5Nevertheless, in both cases secrecy still seems to remain at the heart of philosophical considerations of political modernity. Whether it can be seen within the shadow projected by the Enlightenment as that which must constantly recede, or whether its purpose is precisely to foil the Enlightenment’s requirements of openness and rationality, secrecy remains a particularly active category in political philosophy. The first hypothesis of this text is that this heritage deserves consideration today, in societies that could be seen simultaneously as surveillance states and "transparency societies."

6The role of secrecy and its political significance in contemporary societies are actually strikingly difficult to describe. On the one hand, the extraordinary development of new technologies, [9] the transformations of the social relations and the organizational forms of work and social space suitable for the development of capitalism, [10] or the new methods for handling conflicts that lead to the blurring of the distinction between warlike and peaceful situations, and between the management of internal order and external warfare, [11] seem to contribute to making secrecy something both rare and probably somewhat desirable, for the private individual as much as for the political subject. This is especially true given that the disenchanted gaze and the positive form of knowledge that accompanied the development of modernity do seem to have erased the last mists of secrecy that could still be associated with the perception of the world.
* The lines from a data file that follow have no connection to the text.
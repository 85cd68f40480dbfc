pub mod factories;
pub mod introspect;
pub mod layout;
pub mod validate;
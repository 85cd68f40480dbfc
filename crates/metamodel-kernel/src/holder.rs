//! Facet holders: metamodel elements carrying one active facet per type.

use crate::facet::{Facet, FacetType, Resolution, resolve};
use crate::identifier::Identifier;
use serde::ser::{Serialize, SerializeMap, Serializer};
use std::collections::BTreeMap;
use std::collections::btree_map::Values;

/// Storage behind every [`FacetHolder`]: one slot per facet type.
///
/// Metadata errors are kept apart from the slots. A malformed annotation is
/// still reported when its facet loses the slot to a higher precedence one.
#[derive(Debug, Clone, Default, PartialEq, Eq)]
pub struct FacetMap {
    slots: BTreeMap<FacetType, Facet>,
    metadata_errors: Vec<String>,
}

/// Serialized as `facets` plus `metadataErrors` when there are any; holders
/// flatten it into their own record.
impl Serialize for FacetMap {
    fn serialize<S: Serializer>(&self, serializer: S) -> Result<S::Ok, S::Error> {
        let mut map = serializer.serialize_map(None)?;
        map.serialize_entry("facets", &self.slots)?;
        if !self.metadata_errors.is_empty() {
            map.serialize_entry("metadataErrors", &self.metadata_errors)?;
        }
        map.end()
    }
}

impl FacetMap {
    pub fn new() -> Self {
        Self::default()
    }

    pub fn get(&self, facet_type: FacetType) -> Option<&Facet> {
        self.slots.get(&facet_type)
    }

    /// Offers `facet` to its slot, binding it to `holder` if it is accepted.
    pub fn add(&mut self, holder: &Identifier, mut facet: Facet) -> Resolution {
        if let Some(error) = facet.metadata_error() {
            self.record_metadata_error(error);
        }
        let existing = self.slots.get(&facet.facet_type()).map(Facet::precedence);
        let resolution = resolve(existing, facet.precedence());
        if resolution.is_accepted() {
            facet.bind(holder);
            self.slots.insert(facet.facet_type(), facet);
        }
        resolution
    }

    /// Records a metadata error that no single facet carries.
    pub fn record_metadata_error(&mut self, message: &str) {
        if !self.metadata_errors.iter().any(|known| known == message) {
            self.metadata_errors.push(message.to_string());
        }
    }

    /// Rebinds every facet to `holder`, e.g. when a member is mixed into another type.
    pub fn rebind(&mut self, holder: &Identifier) {
        for facet in self.slots.values_mut() {
            facet.bind(holder);
        }
    }

    pub fn len(&self) -> usize {
        self.slots.len()
    }

    pub fn is_empty(&self) -> bool {
        self.slots.is_empty()
    }

    pub fn iter(&self) -> Values<'_, FacetType, Facet> {
        self.slots.values()
    }

    /// Every metadata error offered to this map, in arrival order.
    pub fn metadata_errors(&self) -> impl Iterator<Item = &str> {
        self.metadata_errors.iter().map(String::as_str)
    }
}

/// Any metamodel element capable of holding facets.
///
/// Holders are only mutated during single-threaded introspection; afterwards
/// they are read through shared references.
pub trait FacetHolder {
    fn identifier(&self) -> &Identifier;

    fn facet_map(&self) -> &FacetMap;

    fn facet_map_mut(&mut self) -> &mut FacetMap;

    fn get_facet(&self, facet_type: FacetType) -> Option<&Facet> {
        self.facet_map().get(facet_type)
    }

    fn contains_facet(&self, facet_type: FacetType) -> bool {
        self.get_facet(facet_type).is_some()
    }

    /// Installs `facet` unless a facet of higher precedence already occupies its slot.
    fn add_facet(&mut self, facet: Facet) -> Resolution {
        let holder = self.identifier().clone();
        let facet_type = facet.facet_type();
        let resolution = self.facet_map_mut().add(&holder, facet);
        if !resolution.is_accepted() {
            tracing::trace!(%holder, %facet_type, ?resolution, "facet not installed");
        }
        resolution
    }

    fn record_metadata_error(&mut self, message: &str) {
        tracing::debug!(holder = %self.identifier(), message, "metadata error");
        self.facet_map_mut().record_metadata_error(message);
    }

    /// The facet of `facet_type`, unless it is only a framework fallback.
    fn lookup_non_fallback_facet(&self, facet_type: FacetType) -> Option<&Facet> {
        self.get_facet(facet_type).filter(|facet| !facet.is_fallback())
    }

    fn facets(&self) -> Values<'_, FacetType, Facet> {
        self.facet_map().iter()
    }

    /// Metadata errors raised against this holder, including those carried
    /// by facets that were not installed.
    fn metadata_errors(&self) -> Vec<&str> {
        self.facet_map().metadata_errors().collect()
    }
}

#[cfg(test)]
mod tests {
    use super::*;
    use crate::facet::{FacetValue, Precedence, facet_type};

    struct Holder {
        identifier: Identifier,
        facets: FacetMap,
    }

    impl FacetHolder for Holder {
        fn identifier(&self) -> &Identifier {
            &self.identifier
        }
        fn facet_map(&self) -> &FacetMap {
            &self.facets
        }
        fn facet_map_mut(&mut self) -> &mut FacetMap {
            &mut self.facets
        }
    }

    fn holder() -> Holder {
        Holder {
            identifier: Identifier::property_or_collection_identifier("dom.Customer", "name"),
            facets: FacetMap::new(),
        }
    }

    fn css(precedence: Precedence, value: &str) -> Facet {
        Facet::new(
            facet_type::CSS_CLASS_FA,
            precedence,
            FacetValue::Text(value.into()),
        )
    }

    #[test]
    fn lower_precedence_add_is_a_no_op() {
        let mut holder = holder();
        assert_eq!(holder.add_facet(css(Precedence::Explicit, "fa-user")), Resolution::Installed);
        let resolution = holder.add_facet(css(Precedence::Default, "fa-bolt"));
        assert!(!resolution.is_accepted());
        assert_eq!(
            holder.get_facet(facet_type::CSS_CLASS_FA).and_then(Facet::as_text),
            Some("fa-user")
        );
    }

    #[test]
    fn installed_facets_point_back_at_their_holder() {
        let mut holder = holder();
        holder.add_facet(css(Precedence::Fallback, "fa-bolt"));
        let facet = holder.get_facet(facet_type::CSS_CLASS_FA).expect("facet installed");
        assert_eq!(facet.holder(), Some(&holder.identifier));
    }

    #[test]
    fn non_fallback_lookup_ignores_framework_defaults() {
        let mut holder = holder();
        holder.add_facet(css(Precedence::Fallback, "fa-bolt"));
        assert!(holder.contains_facet(facet_type::CSS_CLASS_FA));
        assert!(holder.lookup_non_fallback_facet(facet_type::CSS_CLASS_FA).is_none());

        holder.add_facet(css(Precedence::Default, "fa-star"));
        assert_eq!(
            holder
                .lookup_non_fallback_facet(facet_type::CSS_CLASS_FA)
                .and_then(Facet::as_text),
            Some("fa-star")
        );
    }

    #[test]
    fn metadata_errors_are_collected() {
        let mut holder = holder();
        holder.add_facet(
            Facet::marker(facet_type::HIDDEN, Precedence::Explicit)
                .with_metadata_error("conflicting hidden annotations"),
        );
        assert_eq!(holder.metadata_errors(), vec!["conflicting hidden annotations"]);
    }

    #[test]
    fn metadata_errors_survive_losing_the_slot() {
        let mut holder = holder();
        holder.add_facet(
            Facet::new(facet_type::MANDATORY, Precedence::Default, FacetValue::Flag(true)),
        );
        let resolution = holder.add_facet(
            Facet::new(facet_type::MANDATORY, Precedence::Fallback, FacetValue::Flag(true))
                .with_metadata_error("@Property(optionality) has unknown value 'MAYBE'"),
        );
        assert!(!resolution.is_accepted());
        assert_eq!(
            holder.get_facet(facet_type::MANDATORY).map(Facet::precedence),
            Some(Precedence::Default)
        );
        assert_eq!(
            holder.metadata_errors(),
            vec!["@Property(optionality) has unknown value 'MAYBE'"]
        );

        // replacing the errored facet keeps the error too
        holder.add_facet(
            Facet::marker(facet_type::HIDDEN, Precedence::Fallback)
                .with_metadata_error("@Property(hidden) has unknown value 'SOMETIMES'"),
        );
        holder.add_facet(Facet::marker(facet_type::HIDDEN, Precedence::Explicit));
        assert_eq!(holder.metadata_errors().len(), 2);
    }
}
7But on the other hand, the complexity of information and communication systems, of legal structures, of the mechanisms of political decision-making and of social relations in a globalized world, coupled with the growing technicization of societies and the paradoxical movement between hyperfragmentation and hyperconnection that they manifest, seem to increase the effects of opacity. [12] Some radical gestures, such as those carried out by Julian Assange or someone like him for example, do not merely seek to dispel this opacity. Above all, they seem to want to assign it to an identifiable place – the place of secrets – incidentally generating a sufficiently violent repression from states to induce the idea that this is where the modern political secret lives: in intelligence-gathering procedures, surveillance technologies, etc.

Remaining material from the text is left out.